As reported, CitySearch filed to go public on June 22, but without detailing the size and the proposed price of the offering. The company said it expects to raise $43.8 million from the IPO after expenses, and that it plans to offer 4 million, or 19.2 percent, of the 20.8 million shares to the public.
This gives the directory an implied market value of $270.4 million at the proposed $13-per-share offering price. CitySearch said it will use the proceeds for expansion and for general corporate purposes.

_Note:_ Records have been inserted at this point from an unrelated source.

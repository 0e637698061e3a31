//! eegprep - batch EEG dataset preparation
//!
//! Walks a subject directory tree, windows and labels every recording,
//! and turns the persisted slices into per-subject feature datasets.

mod run;

use clap::{Parser, Subcommand};
use std::path::PathBuf;

#[derive(Parser)]
#[command(name = "eegprep", about = "EEG seizure dataset preparation pipeline")]
struct Cli {
    /// Optional pipeline configuration JSON (defaults are used otherwise)
    #[arg(long, global = true)]
    config: Option<PathBuf>,

    /// Restrict processing to these subjects (default: all found)
    #[arg(long, global = true)]
    subject: Vec<String>,

    #[command(subcommand)]
    command: Command,
}

#[derive(Subcommand)]
enum Command {
    /// Window, label, and normalize raw recordings into slice files
    Preprocess {
        /// Directory tree with one sub-directory per subject
        #[arg(long)]
        data_dir: PathBuf,
        /// Where slice files are written
        #[arg(long)]
        out_dir: PathBuf,
    },
    /// Extract per-window features from persisted slices
    Features {
        /// Directory holding per-subject slice files
        #[arg(long)]
        slices_dir: PathBuf,
        /// Where feature datasets are written
        #[arg(long)]
        out_dir: PathBuf,
    },
    /// Preprocess then extract features in one pass
    Run {
        #[arg(long)]
        data_dir: PathBuf,
        /// Intermediate slice directory
        #[arg(long)]
        slices_dir: PathBuf,
        #[arg(long)]
        out_dir: PathBuf,
    },
    /// Report shapes and label counts of persisted slices
    Inspect {
        #[arg(long)]
        slices_dir: PathBuf,
    },
    /// Write a synthetic subject tree for smoke testing
    Synth {
        #[arg(long)]
        out_dir: PathBuf,
        /// Subject identifier to create
        #[arg(long, default_value = "sim01")]
        subject: String,
        /// Recording duration in seconds
        #[arg(long, default_value_t = 600)]
        duration: u64,
        /// Channels to generate
        #[arg(long, default_value_t = 23)]
        channels: usize,
        /// RNG seed
        #[arg(long)]
        seed: Option<u64>,
    },
}

fn main() -> anyhow::Result<()> {
    tracing_subscriber::fmt::init();

    let cli = Cli::parse();
    let config = run::load_config(cli.config.as_deref())?;

    match cli.command {
        Command::Preprocess { data_dir, out_dir } => {
            run::preprocess(&config, &data_dir, &out_dir, &cli.subject)?;
        }
        Command::Features {
            slices_dir,
            out_dir,
        } => {
            run::extract_features(&config, &slices_dir, &out_dir, &cli.subject)?;
        }
        Command::Run {
            data_dir,
            slices_dir,
            out_dir,
        } => {
            run::preprocess(&config, &data_dir, &slices_dir, &cli.subject)?;
            run::extract_features(&config, &slices_dir, &out_dir, &cli.subject)?;
        }
        Command::Inspect { slices_dir } => {
            run::inspect(&slices_dir, &cli.subject)?;
        }
        Command::Synth {
            out_dir,
            subject,
            duration,
            channels,
            seed,
        } => {
            run::synthesize_subject(&out_dir, &subject, duration, channels, seed)?;
        }
    }

    Ok(())
}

Most are doing well. For example, Broadcast.com's stock more than tripled on the first day of its IPO last Friday, making it one of the most successful initial offerings in years, at least for now. On the other hand, PointCast announced last week that it was pulling its IPO in order to hold discussions about a strategic alliance with potential partners.
One of the latest companies to jump on the Internet IPO bandwagon is HeadHunter.Net, which last week filed for an offering that could raise as much as $37.4 million. Like the majority of Internet start-ups, HeadHunter is unprofitable, losing more than $1 million in the first six months of this year on revenues just over $278,000.
Internet entrepreneur Bill Gross owns 14.1 percent, or 3.5 million shares, of CitySearch, according to the filing. However, his holdings include 590 shares held by Gross's Idealab, to which Gross disclaims beneficial ownership.
CitySearch launched its first city guide in May 1996 and now has a total of 12 in cities such as Los Angeles, New York, San Francisco, Washington, D.C., and Sydney, Australia, among others.
It faces intense competition, however, from the likes of Excite (City.Net), Lycos (Lycos City Guide), and Yahoo (Yahoo Local); software companies such as Microsoft and Netscape; and media companies such as Knight-Ridder and Cox Interactive.
CitySearch was one of the pioneers in offering entertainment listings and other local information online, a factor that may give it a leg up, said Jacob Ryan, portfolio manager at The Internet Fund.
"People tend to be creatures of habit," Ryan explained. "especially on the Internet, because it tends to be difficult to navigate and slow."